Find and return every line of the data that contains the word "KeyCode".

—————

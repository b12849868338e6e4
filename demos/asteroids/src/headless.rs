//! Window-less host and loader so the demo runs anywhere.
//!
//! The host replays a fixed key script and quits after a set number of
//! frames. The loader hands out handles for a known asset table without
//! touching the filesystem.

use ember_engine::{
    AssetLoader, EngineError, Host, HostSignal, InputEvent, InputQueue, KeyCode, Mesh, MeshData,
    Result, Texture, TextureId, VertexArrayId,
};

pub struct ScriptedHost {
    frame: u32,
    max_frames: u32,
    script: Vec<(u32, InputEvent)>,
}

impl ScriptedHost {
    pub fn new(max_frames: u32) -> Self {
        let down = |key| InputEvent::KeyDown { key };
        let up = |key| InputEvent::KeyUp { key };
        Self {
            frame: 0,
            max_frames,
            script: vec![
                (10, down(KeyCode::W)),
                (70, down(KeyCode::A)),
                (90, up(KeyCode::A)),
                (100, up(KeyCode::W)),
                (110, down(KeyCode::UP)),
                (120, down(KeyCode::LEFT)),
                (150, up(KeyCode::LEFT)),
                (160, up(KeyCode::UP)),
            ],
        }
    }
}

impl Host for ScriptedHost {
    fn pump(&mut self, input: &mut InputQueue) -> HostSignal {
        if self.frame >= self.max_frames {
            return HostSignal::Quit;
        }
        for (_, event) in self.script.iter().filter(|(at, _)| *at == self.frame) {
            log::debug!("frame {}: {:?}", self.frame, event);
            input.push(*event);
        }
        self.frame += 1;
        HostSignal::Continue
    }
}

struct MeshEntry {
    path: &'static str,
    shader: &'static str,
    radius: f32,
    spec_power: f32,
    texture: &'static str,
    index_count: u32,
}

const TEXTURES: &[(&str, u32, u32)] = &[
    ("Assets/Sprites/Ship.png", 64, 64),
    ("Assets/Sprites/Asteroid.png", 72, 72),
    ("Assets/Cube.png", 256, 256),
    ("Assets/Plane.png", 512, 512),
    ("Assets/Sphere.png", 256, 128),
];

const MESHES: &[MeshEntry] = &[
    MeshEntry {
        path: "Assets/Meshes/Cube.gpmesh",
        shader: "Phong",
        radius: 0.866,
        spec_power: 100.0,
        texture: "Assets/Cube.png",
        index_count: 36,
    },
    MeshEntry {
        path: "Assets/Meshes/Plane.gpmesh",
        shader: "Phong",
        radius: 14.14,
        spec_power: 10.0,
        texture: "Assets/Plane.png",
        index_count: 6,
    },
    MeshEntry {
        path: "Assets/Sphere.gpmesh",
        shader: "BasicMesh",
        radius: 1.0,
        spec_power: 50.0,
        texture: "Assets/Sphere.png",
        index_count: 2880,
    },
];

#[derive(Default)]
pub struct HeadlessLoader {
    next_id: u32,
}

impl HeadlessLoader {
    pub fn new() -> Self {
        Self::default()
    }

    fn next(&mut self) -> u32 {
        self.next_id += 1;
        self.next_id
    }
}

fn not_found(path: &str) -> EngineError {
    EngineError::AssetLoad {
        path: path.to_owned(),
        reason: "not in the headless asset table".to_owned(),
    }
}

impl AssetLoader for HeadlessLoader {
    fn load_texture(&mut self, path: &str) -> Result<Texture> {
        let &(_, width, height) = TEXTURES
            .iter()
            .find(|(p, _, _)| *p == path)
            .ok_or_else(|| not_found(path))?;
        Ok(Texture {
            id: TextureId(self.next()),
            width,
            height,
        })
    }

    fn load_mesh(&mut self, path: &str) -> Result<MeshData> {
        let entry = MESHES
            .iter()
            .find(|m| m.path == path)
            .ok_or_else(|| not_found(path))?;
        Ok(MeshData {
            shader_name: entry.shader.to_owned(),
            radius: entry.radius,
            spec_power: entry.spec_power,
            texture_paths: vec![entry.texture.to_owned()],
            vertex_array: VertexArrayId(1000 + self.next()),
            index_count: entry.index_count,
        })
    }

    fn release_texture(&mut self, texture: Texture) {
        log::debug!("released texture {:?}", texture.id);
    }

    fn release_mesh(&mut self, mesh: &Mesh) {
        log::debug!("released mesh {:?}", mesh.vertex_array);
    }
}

—————

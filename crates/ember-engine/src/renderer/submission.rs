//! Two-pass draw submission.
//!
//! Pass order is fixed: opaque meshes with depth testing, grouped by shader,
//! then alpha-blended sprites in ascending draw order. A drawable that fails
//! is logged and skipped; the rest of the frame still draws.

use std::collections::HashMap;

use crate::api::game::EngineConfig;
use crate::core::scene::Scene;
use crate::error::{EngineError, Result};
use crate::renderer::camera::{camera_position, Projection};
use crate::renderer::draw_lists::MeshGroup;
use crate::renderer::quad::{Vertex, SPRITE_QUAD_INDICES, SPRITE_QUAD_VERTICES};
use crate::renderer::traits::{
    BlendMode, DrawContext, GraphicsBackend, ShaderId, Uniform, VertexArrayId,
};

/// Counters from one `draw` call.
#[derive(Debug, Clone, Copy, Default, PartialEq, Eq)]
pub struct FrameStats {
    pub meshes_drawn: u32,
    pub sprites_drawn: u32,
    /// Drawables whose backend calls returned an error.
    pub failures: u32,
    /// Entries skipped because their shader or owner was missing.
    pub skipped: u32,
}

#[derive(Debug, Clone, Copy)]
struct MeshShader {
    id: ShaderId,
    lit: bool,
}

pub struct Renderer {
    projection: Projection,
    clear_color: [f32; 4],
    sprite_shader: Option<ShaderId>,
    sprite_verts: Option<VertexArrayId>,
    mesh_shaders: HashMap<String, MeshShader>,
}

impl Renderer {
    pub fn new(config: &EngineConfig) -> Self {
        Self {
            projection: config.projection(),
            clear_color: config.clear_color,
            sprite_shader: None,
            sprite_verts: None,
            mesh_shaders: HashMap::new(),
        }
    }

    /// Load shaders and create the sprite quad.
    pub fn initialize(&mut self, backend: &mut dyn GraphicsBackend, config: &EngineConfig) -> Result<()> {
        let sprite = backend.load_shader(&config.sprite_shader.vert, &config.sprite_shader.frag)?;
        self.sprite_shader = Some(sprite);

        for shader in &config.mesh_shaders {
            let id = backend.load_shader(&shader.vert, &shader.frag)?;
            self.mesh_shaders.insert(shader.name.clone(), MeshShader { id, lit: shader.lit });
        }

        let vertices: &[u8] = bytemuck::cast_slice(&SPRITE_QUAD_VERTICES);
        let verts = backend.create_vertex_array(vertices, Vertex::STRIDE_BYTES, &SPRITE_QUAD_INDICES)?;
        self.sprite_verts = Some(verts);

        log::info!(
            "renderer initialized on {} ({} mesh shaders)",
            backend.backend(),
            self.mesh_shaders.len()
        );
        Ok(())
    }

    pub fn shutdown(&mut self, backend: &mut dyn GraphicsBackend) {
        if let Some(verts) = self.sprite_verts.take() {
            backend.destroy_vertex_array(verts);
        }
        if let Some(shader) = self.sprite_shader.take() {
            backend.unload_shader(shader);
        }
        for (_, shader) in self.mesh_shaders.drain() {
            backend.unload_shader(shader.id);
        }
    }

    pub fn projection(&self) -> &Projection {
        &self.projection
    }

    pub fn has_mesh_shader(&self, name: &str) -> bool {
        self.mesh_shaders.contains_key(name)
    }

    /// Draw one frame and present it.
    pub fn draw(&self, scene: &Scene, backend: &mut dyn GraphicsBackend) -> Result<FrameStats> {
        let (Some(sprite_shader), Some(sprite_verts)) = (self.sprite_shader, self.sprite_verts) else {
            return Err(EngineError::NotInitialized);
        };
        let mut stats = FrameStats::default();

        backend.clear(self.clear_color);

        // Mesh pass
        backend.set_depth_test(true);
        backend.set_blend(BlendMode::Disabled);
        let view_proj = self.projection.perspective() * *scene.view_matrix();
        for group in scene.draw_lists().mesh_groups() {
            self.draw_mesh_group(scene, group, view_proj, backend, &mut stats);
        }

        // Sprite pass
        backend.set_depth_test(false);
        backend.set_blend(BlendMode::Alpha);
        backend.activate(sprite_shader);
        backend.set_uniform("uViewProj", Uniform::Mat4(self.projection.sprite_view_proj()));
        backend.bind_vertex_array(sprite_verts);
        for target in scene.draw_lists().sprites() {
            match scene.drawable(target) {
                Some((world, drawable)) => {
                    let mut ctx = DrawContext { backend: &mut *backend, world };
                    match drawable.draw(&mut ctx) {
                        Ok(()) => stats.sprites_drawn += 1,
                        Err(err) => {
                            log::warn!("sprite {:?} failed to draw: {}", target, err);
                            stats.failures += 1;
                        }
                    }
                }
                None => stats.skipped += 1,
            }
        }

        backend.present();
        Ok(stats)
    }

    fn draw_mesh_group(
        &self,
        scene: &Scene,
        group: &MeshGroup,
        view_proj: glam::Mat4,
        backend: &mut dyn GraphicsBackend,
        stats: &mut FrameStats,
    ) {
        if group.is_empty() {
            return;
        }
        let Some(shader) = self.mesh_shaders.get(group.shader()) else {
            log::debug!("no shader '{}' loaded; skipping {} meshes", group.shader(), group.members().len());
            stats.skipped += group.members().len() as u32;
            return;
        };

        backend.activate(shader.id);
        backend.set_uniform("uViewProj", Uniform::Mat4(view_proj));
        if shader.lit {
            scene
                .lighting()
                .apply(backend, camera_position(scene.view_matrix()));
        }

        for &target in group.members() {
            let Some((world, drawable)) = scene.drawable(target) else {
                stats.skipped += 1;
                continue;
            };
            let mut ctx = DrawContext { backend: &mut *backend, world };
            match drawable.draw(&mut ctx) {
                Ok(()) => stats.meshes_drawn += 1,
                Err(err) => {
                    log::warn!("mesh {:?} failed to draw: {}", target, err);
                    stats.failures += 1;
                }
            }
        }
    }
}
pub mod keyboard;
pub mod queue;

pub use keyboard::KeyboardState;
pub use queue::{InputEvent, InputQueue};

—————

# EXERCISE ANSWER
    AssetLoader, EngineError, Host, HostSignal, InputEvent, InputQueue, KeyCode, Mesh, MeshData,
                (10, down(KeyCode::W)),
                (70, down(KeyCode::A)),
                (90, up(KeyCode::A)),
                (100, up(KeyCode::W)),
                (110, down(KeyCode::UP)),
                (120, down(KeyCode::LEFT)),
                (150, up(KeyCode::LEFT)),
                (160, up(KeyCode::UP)),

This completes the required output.